Every weekend that I’ve been here, someone has been in from out of town. The first weekend, it was a friend of my older sister’s, and we met for dinner at a tapas restaurant on Melrose. The following weekend, it was a former roommate in town for a conference. We went to a Thai restaurant, called Jitlada, that some locals had recommended to her in the past, and it turns out to be very well known, and more importantly, delicious. The next morning, we had breakfast at Huckleberry in Santa Monica. I joked about how I was going to have to learn to keep myself together when seeing famous people. I was mimicking what potential ridiculousness may befall me if I failed while I untied Spanky from outside the back door, where he had been patiently waiting for us, and when we got back to the car, my friend turned to me and said, “while you were telling me that story, Don Cheadle got into his car right behind you.”
A week later, a friend from Dallas was on a pre-planned trip to visit friends who live in Burbank.
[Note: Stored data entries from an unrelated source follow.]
//! Rawqueue Convert - RAW decoding and batch conversion
//!
//! This crate provides:
//! - [`DecodeSettings`], the per-decode parameter set
//! - A staged, cancelable decode pipeline over a pluggable RAW backend
//! - Image sinks for delivering decoded pixels
//! - [`ConversionCoordinator`], which runs one job per file on a
//!   [`rawqueue_core::ThreadPoolManager`]
//!
//! # Example
//!
//! ```ignore
//! use std::sync::Arc;
//! use rawqueue_convert::{ConversionCoordinator, DecodeSettings, PngSink};
//! use rawqueue_convert::decode::{RawloaderBackend, StagedDecoder};
//! use rawqueue_core::{EngineConfig, ThreadPoolManager};
//!
//! let manager = Arc::new(ThreadPoolManager::new(EngineConfig::default())?);
//! let coordinator = ConversionCoordinator::new(
//!     manager,
//!     Arc::new(StagedDecoder::new(RawloaderBackend::new())),
//!     Arc::new(PngSink::new("exports")),
//! );
//! let events = coordinator.subscribe();
//! coordinator.submit(["IMG_0001.CR2", "IMG_0002.CR2"], &DecodeSettings::default(), 0);
//!
//! for event in events.iter() {
//!     println!("{event:?}");
//! }
//! ```

pub mod coordinator;
pub mod decode;
pub mod settings;
pub mod sink;

#[cfg(test)]
pub(crate) mod test_utils;

pub use coordinator::{ConversionCoordinator, ConversionEvent};
pub use decode::{DecodeError, DecodedImage, Decoder, PixelData, Source, StagedDecoder};
pub use settings::{
    ChannelOrder, DecodeSettings, DecodingQuality, ExposureCorrection, HighlightMode,
    InputColorSpace, NoiseReduction, OutputColorSpace, WhiteBalance,
};
pub use sink::{encode_png, ImageSink, MemorySink, PngSink, SinkError};
//! Fan-out of engine events to any number of subscribers.
//!
//! Each subscriber gets its own unbounded crossbeam channel, so publishers
//! (worker threads) never block on slow consumers. Subscribers that drop
//! their receiver are pruned on the next publish.

use crossbeam_channel::{unbounded, Receiver, Sender};
use parking_lot::Mutex;

use crate::job::{JobId, JobOutcome, JobSignal};

/// Engine-level event, one per job signal plus the aggregate idle state.
#[derive(Debug, Clone, PartialEq, Eq)]
pub enum EngineEvent {
    Started(JobId),
    Progress(JobId, u8),
    Finished(JobId),
    Failed(JobId, String),
    Cancelled(JobId),
    /// Every appended job has been processed.
    Idle,
}

impl EngineEvent {
    /// Translate a job signal into the matching engine event.
    pub fn from_signal(id: JobId, signal: &JobSignal) -> Self {
        match signal {
            JobSignal::Started => EngineEvent::Started(id),
            JobSignal::Progress(percent) => EngineEvent::Progress(id, *percent),
            JobSignal::Done(JobOutcome::Succeeded) => EngineEvent::Finished(id),
            JobSignal::Done(JobOutcome::Failed(message)) => {
                EngineEvent::Failed(id, message.clone())
            }
            JobSignal::Done(JobOutcome::Cancelled) => EngineEvent::Cancelled(id),
        }
    }
}

/// Broadcast bus for cloneable events.
pub struct EventBus<E> {
    subscribers: Mutex<Vec<Sender<E>>>,
}

impl<E: Clone> EventBus<E> {
    pub fn new() -> Self {
        Self {
            subscribers: Mutex::new(Vec::new()),
        }
    }

    /// Register a new subscriber. Only events published afterwards are seen.
    pub fn subscribe(&self) -> Receiver<E> {
        let (tx, rx) = unbounded();
        self.subscribers.lock().push(tx);
        rx
    }

    /// Send `event` to every live subscriber.
    pub fn publish(&self, event: E) {
        let mut subscribers = self.subscribers.lock();
        subscribers.retain(|tx| tx.send(event.clone()).is_ok());
    }

    pub fn subscriber_count(&self) -> usize {
        self.subscribers.lock().len()
    }
}

impl<E: Clone> Default for EventBus<E> {
    fn default() -> Self {
        Self::new()
    }
}
#[cfg(test)]
mod tests {
    use super::*;
    use crate::decode::{DecodeError, Decoder, Stage, StagedDecoder};

    fn rggb() -> CfaPattern {
        CfaPattern::from_fn(|row, col| match (row % 2, col % 2) {
            (0, 0) => 0,
            (1, 1) => 2,
            (0, 1) => 1,
            _ => 3,
        })
    }

    fn uniform_sensor(width: usize, height: usize, value: u16) -> SensorData {
        SensorData {
            width,
            height,
            cpp: 1,
            data: vec![value; width * height],
            cfa: rggb(),
            black: 0.0,
            white: 1000.0,
            wb_coeffs: [1.0, 1.0, 1.0, f32::NAN],
        }
    }

    fn unity_levels() -> Levels {
        Levels {
            black: 0.0,
            white: 1000.0,
            multipliers: [1.0; 3],
            gain: 1.0,
            clip: true,
        }
    }

    fn never_cancel() -> impl FnMut() -> ControlFlow<()> {
        || ControlFlow::Continue(())
    }

    #[test]
    fn test_cfa_maps_second_green() {
        let cfa = rggb();
        assert_eq!(cfa.color(0, 0), 0);
        assert_eq!(cfa.color(1, 0), 1);
        assert_eq!(cfa.color(1, 1), 2);
        assert_eq!(cfa.color(7, 6), 1);
    }

    #[test]
    fn test_bilinear_on_flat_field() {
        let sensor = uniform_sensor(6, 4, 500);
        let image = demosaic_bilinear(&sensor, &unity_levels(), &mut never_cancel()).unwrap();

        assert_eq!((image.width, image.height), (6, 4));
        assert_eq!(image.data.len(), 6 * 4 * 3);
        assert!(image.data.iter().all(|v| (v - 0.5).abs() < 1e-6));
    }

    #[test]
    fn test_half_size_dimensions() {
        let sensor = uniform_sensor(7, 5, 1000);
        let image = demosaic_half(&sensor, &unity_levels(), &mut never_cancel()).unwrap();

        assert_eq!((image.width, image.height), (3, 2));
        assert!(image.data.iter().all(|v| (v - 1.0).abs() < 1e-6));
    }

    #[test]
    fn test_half_size_rejects_tiny_image() {
        let sensor = uniform_sensor(1, 1, 10);
        assert!(demosaic_half(&sensor, &unity_levels(), &mut never_cancel()).is_err());
    }

    #[test]
    fn test_callback_break_aborts_demosaic() {
        let sensor = uniform_sensor(8, 64, 10);
        let mut calls = 0;
        let mut callback = || {
            calls += 1;
            if calls == 2 {
                ControlFlow::Break(())
            } else {
                ControlFlow::Continue(())
            }
        };

        let result = demosaic_bilinear(&sensor, &unity_levels(), &mut callback);
        assert!(matches!(result, Err(BackendError::Aborted)));
        assert_eq!(calls, 2);
    }

    #[test]
    fn test_clip_mode_caps_values() {
        let sensor = uniform_sensor(2, 2, 1000);
        let mut levels = unity_levels();
        levels.gain = 4.0;
        let clipped = demosaic_bilinear(&sensor, &levels, &mut never_cancel()).unwrap();
        assert!(clipped.data.iter().all(|v| *v <= 1.0));

        levels.clip = false;
        let unclipped = demosaic_bilinear(&sensor, &levels, &mut never_cancel()).unwrap();
        assert!(unclipped.data.iter().all(|v| (v - 4.0).abs() < 1e-5));
    }

    #[test]
    fn test_crop_keeps_active_area() {
        #[rustfmt::skip]
        let samples = [
            0, 0, 0, 0,
            0, 1, 2, 0,
            0, 3, 4, 0,
        ];
        let area = CropArea {
            top: 1,
            left: 1,
            width: 2,
            height: 2,
        };
        assert_eq!(crop(&samples, 4, 1, &area), vec![1, 2, 3, 4]);
    }

    #[test]
    fn test_white_balance_modes() {
        let mut sensor = uniform_sensor(4, 4, 400);
        sensor.wb_coeffs = [2.0, 1.0, 1.5, f32::NAN];
        let mut settings = DecodeSettings::new();

        let camera = levels_for(&sensor, &settings).unwrap();
        assert_eq!(camera.multipliers, [2.0, 1.0, 1.5]);

        settings.white_balance = WhiteBalance::Daylight;
        assert_eq!(levels_for(&sensor, &settings).unwrap().multipliers, [1.0; 3]);

        settings.white_balance = WhiteBalance::Auto;
        let auto = levels_for(&sensor, &settings).unwrap().multipliers;
        assert!(auto.iter().all(|m| (m - 1.0).abs() < 1e-6));

        settings.white_balance = WhiteBalance::Custom;
        settings.custom_temperature = 3250;
        let custom = levels_for(&sensor, &settings).unwrap().multipliers;
        assert!((custom[0] - 1.0).abs() < 1e-6);
        assert!((custom[1] - 2.0).abs() < 1e-6);
        assert!((custom[2] - 4.0).abs() < 1e-6);
    }

    #[test]
    fn test_invalid_camera_coefficients_fall_back_to_unity() {
        assert_eq!(normalize_multipliers([0.0, 1.0, 1.0]), [1.0; 3]);
        assert_eq!(normalize_multipliers([f32::NAN, 1.0, 1.0]), [1.0; 3]);
    }

    #[test]
    fn test_levels_reject_inverted_range() {
        let sensor = uniform_sensor(2, 2, 0);
        let mut settings = DecodeSettings::new();
        settings.black_point = Some(900);
        settings.white_point = Some(800);
        assert!(levels_for(&sensor, &settings).is_err());
    }

    #[test]
    fn test_srgb_gamma_endpoints() {
        assert_eq!(srgb_gamma(0.0), 0.0);
        assert!((srgb_gamma(1.0) - 1.0).abs() < 1e-5);
        assert!(srgb_gamma(0.18) > 0.18);
    }

    #[test]
    fn test_auto_brightness_scale() {
        let data: Vec<f32> = (0..100).flat_map(|_| [0.25, 0.5, 0.1]).collect();
        assert!((auto_brightness_scale(&data) - 2.0).abs() < 1e-5);
        assert_eq!(auto_brightness_scale(&[]), 1.0);
    }

    #[test]
    fn test_materialize_and_package_bgr16() {
        let backend = RawloaderBackend::new();
        let mut session = RawloaderSession {
            linear: Some(LinearImage {
                width: 2,
                height: 1,
                data: vec![1.0, 0.0, 0.0, 0.0, 0.0, 1.0],
            }),
            ..Default::default()
        };
        let mut settings = DecodeSettings::new();
        settings.sixteen_bits = true;
        settings.auto_brightness = false;
        settings.channel_order = ChannelOrder::Bgr;

        let image = backend.materialize(&mut session, &settings).unwrap();
        let decoded = backend.package(image, &settings).unwrap();

        assert_eq!((decoded.width, decoded.height), (2, 1));
        assert_eq!(decoded.max_value, 65535);
        assert_eq!(
            decoded.pixels,
            PixelData::Sixteen(vec![0, 0, 65535, 65535, 0, 0])
        );
        assert!(session.linear.is_none());
    }

    #[test]
    fn test_garbage_bytes_fail_at_unpack() {
        let decoder = StagedDecoder::new(RawloaderBackend::new());
        let source = Source::buffer("broken.nef", vec![0x42u8; 256]);

        let result = decoder.decode(&source, &DecodeSettings::new(), &mut |_| {}, &|| false);

        match result {
            Err(DecodeError::Stage {
                stage: Stage::Unpack,
                message,
            }) => {
                assert!(!message.is_empty());
                assert!(!message.contains("RawLoaderError"), "{message}");
            }
            other => panic!("expected an unpack failure, got {other:?}"),
        }
    }

    #[test]
    fn test_missing_file_is_io_error() {
        let dir = tempfile::tempdir().unwrap();
        let decoder = StagedDecoder::new(RawloaderBackend::new());
        let source = Source::Path(dir.path().join("absent.cr2"));

        let result = decoder.decode(&source, &DecodeSettings::new(), &mut |_| {}, &|| false);

        assert!(matches!(result, Err(DecodeError::Io { .. })));
    }
}
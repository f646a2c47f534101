//! Cooperative cancellation flag shared between a job and its canceller.
//!
//! A token is cheap to clone; every clone observes the same flag. Setting the
//! flag never interrupts anything by itself: the running job has to poll
//! [`CancellationToken::is_cancelled`] at its own checkpoints and return.

use std::sync::{
    atomic::{AtomicBool, Ordering},
    Arc,
};

/// Cancellation token for cooperative job cancellation.
#[derive(Clone, Default)]
pub struct CancellationToken {
    cancelled: Arc<AtomicBool>,
}

impl CancellationToken {
    /// Create a new token in the non-cancelled state.
    pub fn new() -> Self {
        Self::default()
    }

    /// Request cancellation.
    ///
    /// Idempotent, never blocks, and may be called from any thread.
    pub fn cancel(&self) {
        self.cancelled.store(true, Ordering::Release);
    }

    /// Whether `cancel()` has been called on this token or any clone.
    #[inline]
    pub fn is_cancelled(&self) -> bool {
        self.cancelled.load(Ordering::Acquire)
    }

    /// Build a predicate closure suitable for decoder-style cancel checks.
    pub fn as_predicate(&self) -> impl Fn() -> bool + Send + Sync + 'static {
        let token = self.clone();
        move || token.is_cancelled()
    }
}

impl std::fmt::Debug for CancellationToken {
    fn fmt(&self, f: &mut std::fmt::Formatter<'_>) -> std::fmt::Result {
        f.debug_struct("CancellationToken")
            .field("cancelled", &self.is_cancelled())
            .finish()
    }
}
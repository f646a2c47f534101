//! Engine configuration.

use serde::{Deserialize, Serialize};

/// Default prefix for worker thread names.
pub const DEFAULT_THREAD_PREFIX: &str = "rawqueue-worker";

/// Configuration for the worker pool and manager.
#[derive(Debug, Clone, PartialEq, Eq, Serialize, Deserialize)]
#[serde(default)]
pub struct EngineConfig {
    /// Maximum number of jobs executing at once.
    /// `None` uses the host's detected parallelism.
    pub max_workers: Option<usize>,
    /// Worker threads are named `{prefix}-{index}`.
    pub thread_name_prefix: String,
}

impl Default for EngineConfig {
    fn default() -> Self {
        Self {
            max_workers: None,
            thread_name_prefix: DEFAULT_THREAD_PREFIX.to_string(),
        }
    }
}

impl EngineConfig {
    pub fn new() -> Self {
        Self::default()
    }

    /// Set the worker ceiling.
    pub fn with_max_workers(mut self, max_workers: usize) -> Self {
        self.max_workers = Some(max_workers);
        self
    }

    /// Set the thread name prefix.
    pub fn with_thread_name_prefix(mut self, prefix: impl Into<String>) -> Self {
        self.thread_name_prefix = prefix.into();
        self
    }

    /// Worker ceiling after applying the default. Always at least 1.
    pub fn resolved_max_workers(&self) -> usize {
        self.max_workers.unwrap_or_else(detected_parallelism).max(1)
    }
}

/// Number of hardware threads, falling back to 1 when it cannot be queried.
pub fn detected_parallelism() -> usize {
    std::thread::available_parallelism()
        .map(|n| n.get())
        .unwrap_or(1)
}
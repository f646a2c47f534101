//! Error types for the job engine.

use thiserror::Error;

/// Errors raised while building the engine itself.
///
/// Ordinary manager operations (appending, cancelling) never fail; only
/// acquiring operating-system threads can.
#[derive(Debug, Error)]
pub enum EngineError {
    /// A worker or control thread could not be spawned.
    #[error("Failed to spawn thread {name}: {source}")]
    Spawn {
        name: String,
        #[source]
        source: std::io::Error,
    },
}

/// Terminal error reported by a job body.
///
/// Cancellation is kept apart from failure: a cancelled job records no
/// error message and is never reported as failed.
#[derive(Debug, Clone, PartialEq, Eq, Error)]
pub enum JobError {
    /// The body observed its cancellation token and stopped early.
    #[error("Job cancelled")]
    Cancelled,

    /// The body failed; the message is stored on the job.
    #[error("{0}")]
    Failed(String),
}

impl JobError {
    /// Convenience constructor for a failure from anything displayable.
    pub fn failed(message: impl std::fmt::Display) -> Self {
        JobError::Failed(message.to_string())
    }
}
We went for a hike up to the observatory in Griffith Park before going to lunch at the Alcove in Los Feliz, which I have trouble pronouncing, because I speak even bad Spanish. An actress I recognized but can’t place by name came over to pet Spanky and tell me how well behaved he was. I confessed he was actually just exhausted. Sunday morning, I met my friend for brunch at the Commissary, a rooftop greenhouse restaurant in the Line Hotel referred to as Roy Choi’s latest installment. Apparently, he’s the bomb, as was this place.
For Thanksgiving, I had the joy of being reunited with the OG Travel Companion, whose sister lives in Sherman Oaks. They went on and amazing cheese-shop trip that became a picnic for us at the Getty. Note to readers: you won’t last long in the exhibits if you have a lunch of wine and cheese. But your stomach will be joyful. Prioritize accordingly.
Between these things, I’ve gone to a Moth Story Slam, and to hear Noah Gunderson at El Rey. I’ve hiked in Franklin Canyon with the dog, and had lunch at the Larchmont – thrilling in part because a famous person was there, but more so because I was dining with a friend whom I adore and haven’t had the joy of a solid lunch with in almost twenty years. Come to think of it, that’s the third or fourth time in a month I’ve had that pleasure: sharing a meal with someone who’s known me almost as long as I’ve known myself, and sometimes better. Maybe I have been doing something after all.
Transition is an amazing thing. An amazing, exhausting, thing. It isn’t a hibernation. It isn’t a caterpillar-to-butterfly transformation. You don’t go into a cocoon and emerge beautiful, powerful, and able to fly. It is a piece-meal business, changing your life. It happens bit by bit, in unnoticeable ways. You dig in. That’s it. You just dig in.